O irmão Roger recebeu a comunhão das mãos de João Paulo II e do Cardeal Ratzinger? Há mais de trinta anos que a tinha recebido do Cardeal Wojtyla em Cracóvia e do bispo de Autun. Não há nisso nada de extraordinário. O direito da Igreja Católica confere a cada bispo a responsabilidade de acolher na Eucaristia, regularmente ou excepcionalmente, um novo baptizado ou um baptizado proveniente de outra Igreja. Sendo um amigo próximo de Taizé desde há 40 anos, tendo estado em contacto com D. Armand Le Bourgeois por questões ecuménicas desde o início do seu episcopado e tendo tido no Conselho Pontifício para a Unidade dos Cristãos, durante sete anos, a responsabilidade de acompanhar as relações entre o Vaticano e Taizé, pude constatar que D. Le Bourgeois, os Papas Paulo VI e João Paulo II e os Cardeais Ratzinger e Kasper reconheceram um caracter objectivo e público na comunhão de fé que o irmão Roger vivia com a Igreja Católica. Respeitando o caminho espiritual deste último, eles não lhe pediram mais nada, mas continuaram os contactos e um diálogo regulares com ele e com a sua comunidade.

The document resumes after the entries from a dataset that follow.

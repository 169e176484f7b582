//! YBA version parsing and feature gates

use std::cmp::Ordering;
use std::fmt;

use yba_core::provider::{ProviderError, ProviderResult};

use crate::api::YbaApi;

/// First version that exposes failed sub-task details of a task
pub const FAILED_SUBTASKS_MIN_VERSION: &str = "2.17.1.0";

/// First version that accepts an incremental frequency on backup schedules
pub const INCREMENTAL_BACKUP_MIN_VERSION: &str = "2.18.1.0";

/// Dotted release number with optional build, e.g. `2.20.1.0-b97`
#[derive(Debug, Clone)]
pub struct YbaVersion {
    parts: Vec<u64>,
    build: Option<u64>,
    raw: String,
}

impl YbaVersion {
    pub fn parse(raw: &str) -> Result<Self, String> {
        let trimmed = raw.trim();
        let (release, build) = match trimmed.split_once("-b") {
            Some((release, build)) => (release, build.parse::<u64>().ok()),
            None => (trimmed, None),
        };

        let parts = release
            .split('.')
            .map(|p| {
                p.parse::<u64>()
                    .map_err(|_| format!("Invalid YBA version '{}'", raw))
            })
            .collect::<Result<Vec<_>, _>>()?;

        if parts.is_empty() {
            return Err(format!("Invalid YBA version '{}'", raw));
        }

        Ok(Self {
            parts,
            build,
            raw: trimmed.to_string(),
        })
    }

    pub fn is_at_least(&self, minimum: &YbaVersion) -> bool {
        self >= minimum
    }
}

impl Ord for YbaVersion {
    fn cmp(&self, other: &Self) -> Ordering {
        let len = self.parts.len().max(other.parts.len());
        for i in 0..len {
            let a = self.parts.get(i).copied().unwrap_or(0);
            let b = other.parts.get(i).copied().unwrap_or(0);
            match a.cmp(&b) {
                Ordering::Equal => continue,
                ord => return ord,
            }
        }
        self.build.unwrap_or(0).cmp(&other.build.unwrap_or(0))
    }
}

impl PartialEq for YbaVersion {
    fn eq(&self, other: &Self) -> bool {
        self.cmp(other) == Ordering::Equal
    }
}

impl Eq for YbaVersion {}

impl PartialOrd for YbaVersion {
    fn partial_cmp(&self, other: &Self) -> Option<Ordering> {
        Some(self.cmp(other))
    }
}

impl fmt::Display for YbaVersion {
    fn fmt(&self, f: &mut fmt::Formatter<'_>) -> fmt::Result {
        f.write_str(&self.raw)
    }
}

/// Whether the connected YBA is at least `minimum`
pub async fn supports(api: &dyn YbaApi, minimum: &str) -> ProviderResult<bool> {
    let current = api.app_version().await?;
    let current = YbaVersion::parse(&current).map_err(ProviderError::new)?;
    let minimum = YbaVersion::parse(minimum).map_err(ProviderError::new)?;
    Ok(current.is_at_least(&minimum))
}

/// Fail with a validation error naming `feature` unless YBA is at least `minimum`
pub async fn require(api: &dyn YbaApi, minimum: &str, feature: &str) -> ProviderResult<()> {
    let current = api.app_version().await?;
    let parsed = YbaVersion::parse(&current).map_err(ProviderError::new)?;
    let min = YbaVersion::parse(minimum).map_err(ProviderError::new)?;
    if parsed.is_at_least(&min) {
        Ok(())
    } else {
        Err(ProviderError::validation(format!(
            "{} requires YugabyteDB Anywhere {} or later, connected version is {}",
            feature, minimum, current
        )))
    }
}

#[cfg(test)]
mod tests {
    use super::*;

    fn v(s: &str) -> YbaVersion {
        YbaVersion::parse(s).unwrap()
    }

    #[test]
    fn compares_numerically() {
        assert!(v("2.17.1.0") > v("2.9.0.0"));
        assert!(v("2.18.0.0-b12") > v("2.18.0.0-b9"));
        assert!(v("2.20") == v("2.20.0.0"));
        assert!(v("2.17.1.0-b5").is_at_least(&v(FAILED_SUBTASKS_MIN_VERSION)));
        assert!(!v("2.16.9.0-b100").is_at_least(&v(FAILED_SUBTASKS_MIN_VERSION)));
    }

    #[test]
    fn rejects_garbage() {
        assert!(YbaVersion::parse("").is_err());
        assert!(YbaVersion::parse("2.x.1").is_err());
    }

    #[test]
    fn display_keeps_original_text() {
        assert_eq!(v(" 2.20.1.0-b97 ").to_string(), "2.20.1.0-b97");
    }
}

Como se pode falar de «enigma» (Le Monde de 6 de Setembro de 2006) e ainda por cima pretender resolvê-lo, com base em informações de Yves Chiron (cf. a sua carta de informação Aletheia n.º 95 de 01.08.2006), um historiador que emite hipóteses? Ele não sabe interpretar os testemunhos que recebeu e ignora quer a personalidade do irmão Roger quer a história de Taizé e as suas relações com as Igrejas. D. Raymond Séguy fala de «ambiguidade» porque o percurso do irmão Roger o questionava. Durante o seu episcopado em Autun respeitou-o, tal como o respeitaram em Roma.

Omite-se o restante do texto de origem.